In order to harvest water from air, you first need to understand why there are phenomena such as morning dew, or fogging windows, or “soda sweat”. In laymen’s terms (if “soda sweat” isn’t considered laymen’s terms) what is happening is that, literally, air is being turned into water.

This happens as a result of two things:

1 – Relative Humidity (Moisture in the Air)

2 – Temperature Differential between Air and Object

Got it? Good… Okay, just kidding.

Here is the gist of it. When you were in school, you learned that elements have three different states: gas, liquid and solid. The elements transform between these three states by heating and cooling. Consider a stick of butter. When it’s cold, it’s a block. As it warms, it becomes less solid and more liquid. As it warms more, such as in a frying pan for too long, it will pretty much disappear, except for the small amount stuck to your pan. It has gone from a solid, to a liquid, to a gas.

The same thing happens with an ice cube. The solid melts into a liquid and then evaporates into a gas. So there-in lies the answer. Water is a gas, that is contained in our atmosphere, in the form of moisture. So, the key to getting water out of the air, is turning it back into a liquid from its gaseous state in the air. But how?

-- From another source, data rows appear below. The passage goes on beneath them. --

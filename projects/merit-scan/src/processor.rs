use crate::cli::ProcessArgs;
use crate::pipeline::finalize::{export_detections, ExportPaths};
use crate::pipeline::orchestrator::ProcessingCoordinator;
use crate::pipeline::types::RunState;
use crate::run_context::{create_run, open_video, VideoMetadata};
use crate::video::synthetic::SyntheticVideo;
use crate::video::VideoSource;
use anyhow::{Context, Result};
use indicatif::{ProgressBar, ProgressStyle};
use std::path::Path;
use std::time::{Duration, Instant};

pub struct ProcessingStats {
    pub state: RunState,
    pub processed_frames: u64,
    pub detected_frames: u64,
    pub errors: usize,
    pub duration: Duration,
    pub export: Option<ExportPaths>,
}

fn progress_bar() -> Result<ProgressBar> {
    let pb = ProgressBar::new(100);
    pb.set_style(
        ProgressStyle::default_bar()
            .template("{spinner:.green} [{elapsed_precise}] [{bar:40.cyan/blue}] {pos}% {msg}")?
            .progress_chars("#>-"),
    );
    Ok(pb)
}

/// Drives one run to a terminal state, mirroring status onto a progress bar.
/// Ctrl-C cancels the run and keeps what was found so far.
pub async fn run_to_completion(
    coordinator: &ProcessingCoordinator,
    video: Box<dyn VideoSource>,
    metadata: VideoMetadata,
    output_root: &Path,
) -> Result<ProcessingStats> {
    let start_time = Instant::now();
    let pb = progress_bar()?;
    let mut rx = coordinator.subscribe();

    coordinator.start(video, metadata.clone())?;

    let snapshot = loop {
        let snapshot = rx.borrow_and_update().clone();
        pb.set_position(snapshot.status.progress.round() as u64);
        pb.set_message(format!(
            "{} frames, {} detections",
            snapshot.status.processed_frames, snapshot.status.detected_frames
        ));
        if snapshot.state.is_terminal() {
            break snapshot;
        }

        tokio::select! {
            changed = rx.changed() => {
                changed.context("Coordinator status channel closed")?;
            }
            _ = tokio::signal::ctrl_c() => {
                tracing::warn!("Interrupted, cancelling run");
                coordinator.cancel()?;
            }
        }
    };

    pb.finish_with_message(format!("{:?}", snapshot.state));

    if snapshot.state == RunState::Failed {
        anyhow::bail!(
            "Processing {} failed: {}",
            metadata.name,
            snapshot.status.last_error().unwrap_or("unknown error")
        );
    }

    let export = if snapshot.detections.is_empty() {
        tracing::info!("No humans detected in {}", metadata.name);
        None
    } else {
        let record = create_run(output_root, &metadata)?;
        Some(export_detections(&record.output_dir, &snapshot)?)
    };

    Ok(ProcessingStats {
        state: snapshot.state,
        processed_frames: snapshot.status.processed_frames,
        detected_frames: snapshot.status.detected_frames,
        errors: snapshot.status.errors.len(),
        duration: start_time.elapsed(),
        export,
    })
}

pub async fn process_video(args: ProcessArgs) -> Result<ProcessingStats> {
    let coordinator = ProcessingCoordinator::new(&args.pipeline.config())
        .context("Invalid pipeline configuration")?;

    let (video, metadata): (Box<dyn VideoSource>, VideoMetadata) = if args.synthetic {
        let video = SyntheticVideo::new(10.0, 30.0, 640, 360);
        let name = args
            .video
            .file_name()
            .and_then(|s| s.to_str())
            .unwrap_or("synthetic.mp4")
            .to_string();
        let metadata = VideoMetadata::from_stream(&name, 0, "video/mp4", video.info());
        (Box::new(video) as Box<dyn VideoSource>, metadata)
    } else {
        let path = args.video.clone();
        let backend = args.pipeline.backend;
        tokio::task::spawn_blocking(move || open_video(&path, backend))
            .await?
            .with_context(|| format!("Failed to open video at: {:?}", args.video))?
    };

    let stats = run_to_completion(&coordinator, video, metadata, &args.output_root).await?;

    tracing::info!(
        "{:?} after {:.1}s: {} frames sampled, {} detections, {} detection errors",
        stats.state,
        stats.duration.as_secs_f64(),
        stats.processed_frames,
        stats.detected_frames,
        stats.errors
    );
    if let Some(export) = &stats.export {
        tracing::info!("Report written to {:?} and {:?}", export.csv, export.json);
    }

    Ok(stats)
}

Well consider this: Let’s say you have a boiling pot of water. As the water boils it evaporates into its gaseous state. What would happen if you put your face above the pot of boiling water? Well, condensation would form on your face. It isn’t sweat though. You haven’t exercised, your body hasn’t become warm enough internally to try to cool itself. It is condensation, which is the result of the surface of your face being cooler than the moisture in the air (or the water in its gaseous state).

Aha! So then, all we need are surfaces that are cooler than the temperature of the water moisture in the air, kind of. The idea is known as the “dew point temperature”. Based on the barometric pressure of an area, and the relative humidity of that area, there is a temperature at which water turns from moisture in the air to liquid on a surface. Any surface that is not significantly warmer than the dew point temperature will experience condensation. That condensation can be captured and used in the form of running liquid water.

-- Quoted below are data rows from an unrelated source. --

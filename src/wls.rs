//! Worker-local storage (§7): one slot per worker thread, plus one shared
//! "outside" slot for every thread that isn't a worker of the owning pool.
//!
//! Under `unsafe_code = "deny"`, the "only the owner touches it" discipline
//! that makes worker-local storage sound is expressed with an uncontended
//! `Mutex<T>` per slot instead of raw aliasing: since no two threads are
//! ever meant to race on the same slot, the lock is never actually
//! contended in the common case, and draining reuses the same lock rather
//! than a bespoke fence.

use std::sync::Mutex;

use crate::pool::{worker_slot, TaskPool};

/// A type padded out to its own cache line, so that two adjacent slots in
/// [`WorkerLocalStorage`] never false-share.
///
/// 128 bytes covers the common cases (64 on most x86_64/ARM, up to 128 on
/// Apple silicon's M-series); over-aligning smaller lines costs a little
/// memory, never correctness. `crossbeam-utils::CachePadded` picks the
/// per-target-exact value with a `cfg_if` table — this crate hand-rolls the
/// simpler superset instead of adding the dependency for one struct (see
/// DESIGN.md).
#[repr(align(128))]
struct CachePadded<T>(T);

impl<T> CachePadded<T> {
    fn new(value: T) -> Self {
        Self(value)
    }
}

impl<T> std::ops::Deref for CachePadded<T> {
    type Target = T;
    fn deref(&self) -> &T {
        &self.0
    }
}

/// `N + 1` cache-line-padded slots: one per worker of a specific
/// [`TaskPool`], plus slot `0` shared by every non-worker thread.
///
/// Construct one per pool per logical "thing workers accumulate into"
/// (e.g. a per-worker scratch buffer for a `reduce`, or a histogram each
/// worker bins into independently before a final serial merge).
pub struct WorkerLocalStorage<T> {
    pool_identity: usize,
    slots: Vec<CachePadded<Mutex<T>>>,
}

impl<T: Send + 'static> WorkerLocalStorage<T> {
    /// Builds one slot per worker of `pool`, plus the shared outside slot,
    /// each initialized by calling `make`.
    pub fn new(pool: &TaskPool, mut make: impl FnMut() -> T) -> Self {
        let slot_count = pool.size() + 1;
        let slots = (0..slot_count).map(|_| CachePadded::new(Mutex::new(make()))).collect();
        Self { pool_identity: pool.handle().identity(), slots }
    }

    /// Total slot count, i.e. `pool.size() + 1`.
    pub fn len(&self) -> usize {
        self.slots.len()
    }

    /// Runs `f` against the calling thread's slot: its own worker slot if
    /// it is currently a worker of the pool this storage was built from,
    /// or the shared slot `0` otherwise.
    ///
    /// Calling this from two distinct non-worker ("outside") threads at
    /// once serializes them on slot `0`'s lock rather than racing — safe,
    /// but defeats the point of worker-local storage; that usage pattern
    /// is a caller bug even though it cannot corrupt memory here.
    pub fn with<R>(&self, f: impl FnOnce(&mut T) -> R) -> R {
        let index = worker_slot(self.pool_identity);
        let mut guard = self.slots[index].lock().unwrap_or_else(|e| e.into_inner());
        f(&mut guard)
    }

    /// Drains every slot into a `Vec<T>` in slot order (slot `0` first),
    /// replacing each with a fresh value from `make`.
    ///
    /// Call only once every task that might still write through
    /// [`WorkerLocalStorage::with`] has already been forced — a slot read
    /// here while a worker is still concurrently writing through it
    /// observes a valid but unspecified interleaving, same as locking any
    /// other `Mutex` out from under an unfinished writer.
    pub fn to_range(&self, mut make: impl FnMut() -> T) -> Vec<T> {
        self.slots
            .iter()
            .map(|slot| {
                let mut guard = slot.lock().unwrap_or_else(|e| e.into_inner());
                std::mem::replace(&mut *guard, make())
            })
            .collect()
    }
}

#[cfg(test)]
mod tests {
    use super::*;
    use crate::foreach::parallel_indexed;

    #[test]
    fn outside_thread_uses_slot_zero() {
        let pool = TaskPool::with_threads(0);
        let storage: WorkerLocalStorage<u32> = WorkerLocalStorage::new(&pool, || 0);
        storage.with(|slot| *slot += 1);
        let drained = storage.to_range(|| 0);
        assert_eq!(drained[0], 1);
    }

    #[test]
    fn each_worker_accumulates_independently() {
        let pool = TaskPool::with_threads(4);
        let storage: WorkerLocalStorage<u64> = WorkerLocalStorage::new(&pool, || 0);
        parallel_indexed(&pool, 0..10_000, 16, |_| {
            storage.with(|slot| *slot += 1);
        })
        .unwrap();
        let total: u64 = storage.to_range(|| 0).into_iter().sum();
        assert_eq!(total, 10_000);
    }

    #[test]
    fn foreach_with_work_unit_one_summed_through_wls_matches_gauss_sum() {
        // §8 scenario 3: parallel(range(1000), W=1), body sums into WLS,
        // folding the drained range with `+` yields 499500.
        let pool = TaskPool::with_threads(4);
        let storage: WorkerLocalStorage<i64> = WorkerLocalStorage::new(&pool, || 0);
        parallel_indexed(&pool, 0..1000, 1, |i| {
            storage.with(|slot| *slot += i as i64);
        })
        .unwrap();
        let total: i64 = storage.to_range(|| 0).into_iter().sum();
        assert_eq!(total, 499_500);
    }
}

The idea can get more complex than that, and will be discussed in a future edition of our blog (e-mail us at if you would like to be notified). But the short is that because the relative humidity is changing, a surface that is cooled to cause the temperature around it to be at the dew point temperature can generate water regardless of outside temperature.

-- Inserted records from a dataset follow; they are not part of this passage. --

// -----------------------------------------------------------------------------
// Tests

#[cfg(test)]
mod tests {
    use super::*;
    use std::sync::atomic::{AtomicUsize, Ordering};

    #[test]
    fn submit_and_force_round_trip() {
        let pool = TaskPool::with_threads(2);
        let task = pool.submit(|| 1 + 1);
        assert_eq!(task.spin_force(), 2);
    }

    #[test]
    fn zero_worker_pool_runs_via_caller_steal() {
        let pool = TaskPool::with_threads(0);
        assert_eq!(pool.size(), 0);
        let task = pool.submit(|| 40 + 2);
        // No worker thread exists to pop this: spin_force must steal and
        // run it on the calling thread itself.
        assert_eq!(task.spin_force(), 42);
    }

    #[test]
    fn execute_in_new_thread_runs_off_the_queue() {
        let task = TaskPool::execute_in_new_thread(|| "hi");
        assert_eq!(task.yield_force(), "hi");
    }

    #[test]
    fn finish_drains_then_stops_accepting_work() {
        let pool = TaskPool::with_threads(1);
        let counted = Arc::new(AtomicUsize::new(0));
        for _ in 0..8 {
            let counted = counted.clone();
            pool.submit(move || {
                counted.fetch_add(1, Ordering::SeqCst);
            });
        }
        pool.finish(true);
        assert_eq!(counted.load(Ordering::SeqCst), 8);
        assert!(pool.try_submit(|| ()).is_err());
    }

    #[test]
    fn scope_allows_borrowing_the_caller_stack() {
        let pool = TaskPool::with_threads(4);
        let data = vec![1, 2, 3, 4, 5];
        let sum: i32 = pool.scope(|s| {
            let handles: Vec<_> = data.chunks(2).map(|chunk| s.spawn(move || chunk.iter().sum::<i32>())).collect();
            handles.iter().map(|h| h.spin_force()).sum()
        });
        assert_eq!(sum, data.iter().sum());
    }

    #[test]
    #[should_panic(expected = "task(s) failed")]
    fn scope_surfaces_an_unforced_panic_on_exit() {
        let pool = TaskPool::with_threads(2);
        pool.scope(|s| {
            let _ = s.spawn(|| panic!("boom"));
        });
    }

    #[test]
    fn worker_index_is_zero_outside_any_pool() {
        let pool = TaskPool::with_threads(2);
        assert_eq!(pool.worker_index(), 0);
    }

    #[test]
    fn worker_index_is_nonzero_inside_a_worker() {
        let pool = TaskPool::with_threads(2);
        let pool_identity = pool.handle().identity();
        let index_task = pool.submit(move || worker_slot(pool_identity));
        let index = index_task.spin_force();
        assert!((1..=pool.size()).contains(&index));
    }

    #[test]
    fn stop_is_idempotent() {
        let pool = TaskPool::with_threads(2);
        pool.stop();
        pool.stop();
        pool.wait_until_completion();
    }

    #[test]
    fn finish_then_resubmit_fails() {
        let pool = TaskPool::with_threads(1);
        pool.finish(true);
        assert!(matches!(pool.try_submit(|| ()), Err(PreconditionError::PoolNotRunning)));
    }

    #[test]
    fn work_force_never_deadlocks_on_a_task_dag() {
        // Single worker: the worker thread itself is busy running `parent`,
        // so a child `parent` submits and then `work_force`s must be
        // completed by caller-steal on that same thread, not by waiting for
        // a worker that will never become free (§4.1, §8).
        let pool = Arc::new(TaskPool::with_threads(1));
        let inner = pool.clone();
        let parent = pool.submit(move || {
            let child = inner.submit(|| 41);
            child.work_force() + 1
        });
        assert_eq!(parent.work_force(), 42);
    }
}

The question then becomes: How much energy should be spent to cool a surface to generate more water? There is a lot of analysis that can be put into that, which again, we will have to table until a future date. But as we discussed on the previous page, a mere $1200 can provide 26 gallons of water a day, almost 100 liters. It is recommended that everybody should drink about a half a gallon a day. That means around 50 people can be given the recommended amount of clean water a day, every day, for just $1200 and routine maintenance. It doesn’t take a rocket scientists to look at those numbers and determine that it is a sound investment.